=== Begin Enclosure ===

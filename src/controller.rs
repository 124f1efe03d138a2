//! ==============================================================================
//! controller.rs - the single owner of all mutable state
//! ==============================================================================
//!
//! purpose:
//!     every sample, route request and display request goes through one
//!     command channel and is handled here, one at a time, on the main task.
//!     nothing else touches the route, the edge states or the lcd.
//!
//!     ┌──────────────┐  Reading                ┌────────────────────────────┐
//!     │ sampler task │ ──────────┐             │ controller (this file)     │
//!     └──────────────┘           ├───> mpsc ──>│  edge.rs     EdgeDetector  │
//!     ┌──────────────┐  LoadRoute│             │  route.rs    RouteReplay   │
//!     │ web server   │ ──────────┘             │  workflow.rs FinishLine    │
//!     └──────────────┘  ResetRoute, Display    │  display     interpreter   │
//!                                              └────────────────────────────┘
//!
//! ==============================================================================

use crate::display::{ScriptError, StepInterpreter};
use crate::domain::{EdgeEvent, SensorCatalog, SensorReading, VehicleId};
use crate::edge::EdgeDetector;
use crate::route::{ReplayError, Route, RouteReplay};
use crate::transport::Telemetry;
use crate::workflow::{FinishLine, FinishOutcome};
use serde::Serialize;
use serde_json::Value;
use thiserror::Error;
use tokio::sync::{mpsc, oneshot};
use tokio::time::Instant;
use tracing::{debug, info, trace, warn};

/// summary of the active route returned to http clients
#[derive(Debug, Clone, PartialEq, Serialize)]
#[serde(rename_all = "camelCase")]
pub struct RouteStatus {
    pub vehicle_id: VehicleId,
    pub cursor: usize,
    pub points: usize,
}

impl From<&Route> for RouteStatus {
    fn from(r: &Route) -> Self {
        Self { vehicle_id: r.vehicle_id().clone(), cursor: r.cursor(), points: r.points().len() }
    }
}

#[derive(Error, Debug)]
pub enum DisplayCommandError {
    #[error("no display configured")]
    NoDisplay,
    #[error(transparent)]
    Script(#[from] ScriptError),
}

pub enum Command {
    Reading(SensorReading),
    LoadRoute { route: Route, reply: oneshot::Sender<RouteStatus> },
    ResetRoute { reply: oneshot::Sender<Option<RouteStatus>> },
    RouteStatus { reply: oneshot::Sender<Option<RouteStatus>> },
    Display { script: Value, reply: oneshot::Sender<Result<(), DisplayCommandError>> },
}

pub struct Controller {
    catalog: SensorCatalog,
    edges: EdgeDetector,
    replay: RouteReplay,
    finish: FinishLine,
    telemetry: Box<dyn Telemetry>,
    interpreter: Option<StepInterpreter>,
}

impl Controller {
    pub fn new(
        catalog: SensorCatalog,
        edges: EdgeDetector,
        finish: FinishLine,
        telemetry: Box<dyn Telemetry>,
        interpreter: Option<StepInterpreter>,
    ) -> Self {
        Self { catalog, edges, replay: RouteReplay::new(), finish, telemetry, interpreter }
    }

    /// process commands until every sender is gone
    pub async fn run(&mut self, commands: &mut mpsc::Receiver<Command>) {
        while let Some(command) = commands.recv().await {
            self.handle(command).await;
        }
        info!("command channel closed");
    }

    pub async fn handle(&mut self, command: Command) {
        match command {
            Command::Reading(reading) => self.on_reading(reading).await,
            Command::LoadRoute { route, reply } => {
                let status = RouteStatus::from(self.replay.load(route));
                let _ = reply.send(status);
            }
            Command::ResetRoute { reply } => {
                let cleared = self.replay.clear();
                if let Some(route) = &cleared {
                    info!(vehicle = %route.vehicle_id(), "route reset");
                }
                let _ = reply.send(cleared.as_ref().map(RouteStatus::from));
            }
            Command::RouteStatus { reply } => {
                let _ = reply.send(self.replay.active().map(RouteStatus::from));
            }
            Command::Display { script, reply } => {
                let result = match self.interpreter.as_mut() {
                    Some(interp) => interp.execute_json(&script).await.map_err(Into::into),
                    None => Err(DisplayCommandError::NoDisplay),
                };
                let _ = reply.send(result);
            }
        }
    }

    /// turn the lcd off before exit
    pub fn shutdown(&mut self) {
        if let Some(interp) = self.interpreter.as_mut() {
            let d = interp.display_mut();
            if let Err(e) = d.set_color(0, 0, 0).and_then(|_| d.power_off()) {
                warn!(error = %e, "failed to switch display off");
            }
        }
    }

    async fn on_reading(&mut self, reading: SensorReading) {
        trace!(sensor = %reading.sensor, distance = reading.distance, "sample");
        let Some(edge) = self.edges.handle_reading(&reading).into_edge() else {
            return;
        };
        self.react(&edge).await;
        // the sensor stays busy for the whole reaction, whatever its outcome
        self.edges.release(&edge.sensor, Instant::now());
    }

    async fn react(&mut self, edge: &EdgeEvent) {
        let Some(sensor) = self.catalog.get(&edge.sensor) else {
            warn!(sensor = %edge.sensor, "edge from unknown sensor");
            return;
        };
        debug!(sensor = %edge.sensor, finish_line = sensor.finish_line, "edge detected");

        if sensor.finish_line {
            let result = self
                .finish
                .run(edge, &mut self.replay, self.telemetry.as_ref(), self.interpreter.as_mut())
                .await;
            match result {
                Ok(FinishOutcome::Completed { vehicle }) => {
                    info!(%vehicle, "finish-line workflow completed")
                }
                Ok(FinishOutcome::Unidentified { vehicle, .. }) => {
                    info!(%vehicle, "finish-line workflow ended without identification")
                }
                Err(e) => warn!(sensor = %edge.sensor, error = %e, "finish-line workflow aborted"),
            }
        } else {
            match self.replay.on_edge(self.telemetry.as_ref()).await {
                Ok(point) => info!(
                    sensor = %edge.sensor,
                    lat = point.latitude,
                    lon = point.longitude,
                    "waypoint sent"
                ),
                Err(ReplayError::NoRouteLoaded) => {
                    warn!(sensor = %edge.sensor, "no route loaded; edge ignored")
                }
                Err(e) => warn!(sensor = %edge.sensor, error = %e, "waypoint dispatch failed"),
            }
        }
    }
}
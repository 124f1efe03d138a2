//! ==============================================================================
//! edge.rs - rising edge detector for proximity sensors
//! ==============================================================================
//!
//! purpose:
//!     turns a noisy stream of distance samples into one event per arrival
//!     of an object in front of a sensor. the output is an EDGE, not a level:
//!     a truck parked in front of the sensor produces exactly one event.
//!
//! per-sensor state machine:
//!
//!     ┌──────┐  fresh sample, no rising edge   ┌──────┐
//!     │ Idle │ ──────────────────────────────> │ Idle │
//!     └──┬───┘                                 └──────┘
//!        │ fresh sample, flag false -> true
//!        ▼
//!     ┌────────────┐   release(now)   ┌──────────────────────┐
//!     │ Processing │ ───────────────> │ Idle (resumed = now) │
//!     └────────────┘                  └──────────────────────┘
//!
//!     samples seen while Processing, or taken before the sensor resumed,
//!     are dropped and never count toward the previous flag.
//!
//! relationships:
//!     - used by: controller.rs (owns one detector for the whole catalog)
//!
//! ==============================================================================

use crate::domain::{EdgeEvent, SensorId, SensorReading};
use std::collections::HashMap;
use tokio::time::Instant;

/// default "object present" distance (grove ultrasonic ranger, cm)
pub const DEFAULT_THRESHOLD: f32 = 5.0;

#[derive(Debug, Clone, Copy, PartialEq, Eq)]
pub enum Phase {
    /// ready for the next sample
    Idle {
        /// end of the last processing window, if any
        resumed_at: Option<Instant>,
    },
    /// a reaction to an edge is still in flight
    Processing,
}

#[derive(Debug, Clone, Copy, PartialEq, Eq)]
pub struct EdgeState {
    pub previous: bool,
    pub phase: Phase,
}

impl Default for EdgeState {
    fn default() -> Self {
        Self { previous: false, phase: Phase::Idle { resumed_at: None } }
    }
}

/// what happened to one sample
#[derive(Debug, Clone, PartialEq, Eq)]
pub enum SampleOutcome {
    /// sensor busy or sample is stale
    Dropped,
    /// thresholded flag did not change
    Unchanged,
    /// object left the sensor range
    Falling,
    /// object entered the sensor range; sensor stays Processing until released
    Rising(EdgeEvent),
}

impl SampleOutcome {
    pub fn into_edge(self) -> Option<EdgeEvent> {
        match self {
            SampleOutcome::Rising(edge) => Some(edge),
            _ => None,
        }
    }
}

pub struct EdgeDetector {
    threshold: f32,
    states: HashMap<SensorId, EdgeState>,
}

impl EdgeDetector {
    pub fn new(threshold: f32) -> Self {
        Self { threshold, states: HashMap::new() }
    }

    #[cfg(test)]
    pub fn state(&self, sensor: &SensorId) -> EdgeState {
        self.states.get(sensor).copied().unwrap_or_default()
    }

    /// classify one sample and advance the sensor's state machine
    pub fn handle_reading(&mut self, reading: &SensorReading) -> SampleOutcome {
        let threshold = self.threshold;
        let state = self.states.entry(reading.sensor.clone()).or_default();

        let resumed_at = match state.phase {
            Phase::Processing => return SampleOutcome::Dropped,
            Phase::Idle { resumed_at } => {
                if resumed_at.is_some_and(|resumed| reading.taken_at < resumed) {
                    return SampleOutcome::Dropped;
                }
                resumed_at
            }
        };
        state.phase = Phase::Processing;

        let flag = reading.distance <= threshold;
        let outcome = if flag == state.previous {
            SampleOutcome::Unchanged
        } else {
            state.previous = flag;
            if flag {
                SampleOutcome::Rising(EdgeEvent { sensor: reading.sensor.clone() })
            } else {
                SampleOutcome::Falling
            }
        };

        if !matches!(outcome, SampleOutcome::Rising(_)) {
            state.phase = Phase::Idle { resumed_at };
        }
        outcome
    }

    /// end the processing window opened by a rising edge
    pub fn release(&mut self, sensor: &SensorId, now: Instant) {
        if let Some(state) = self.states.get_mut(sensor) {
            state.phase = Phase::Idle { resumed_at: Some(now) };
        }
    }
}

impl Default for EdgeDetector {
    fn default() -> Self {
        Self::new(DEFAULT_THRESHOLD)
    }
}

=== End Enclosure ===

■ PROBLEM STATEMENT
For this exercise, return every line from the data that holds the string "distance".

■ ANSWER SECTION
        trace!(sensor = %reading.sensor, distance = reading.distance, "sample");
//!     turns a noisy stream of distance samples into one event per arrival
/// default "object present" distance (grove ultrasonic ranger, cm)
        let flag = reading.distance <= threshold;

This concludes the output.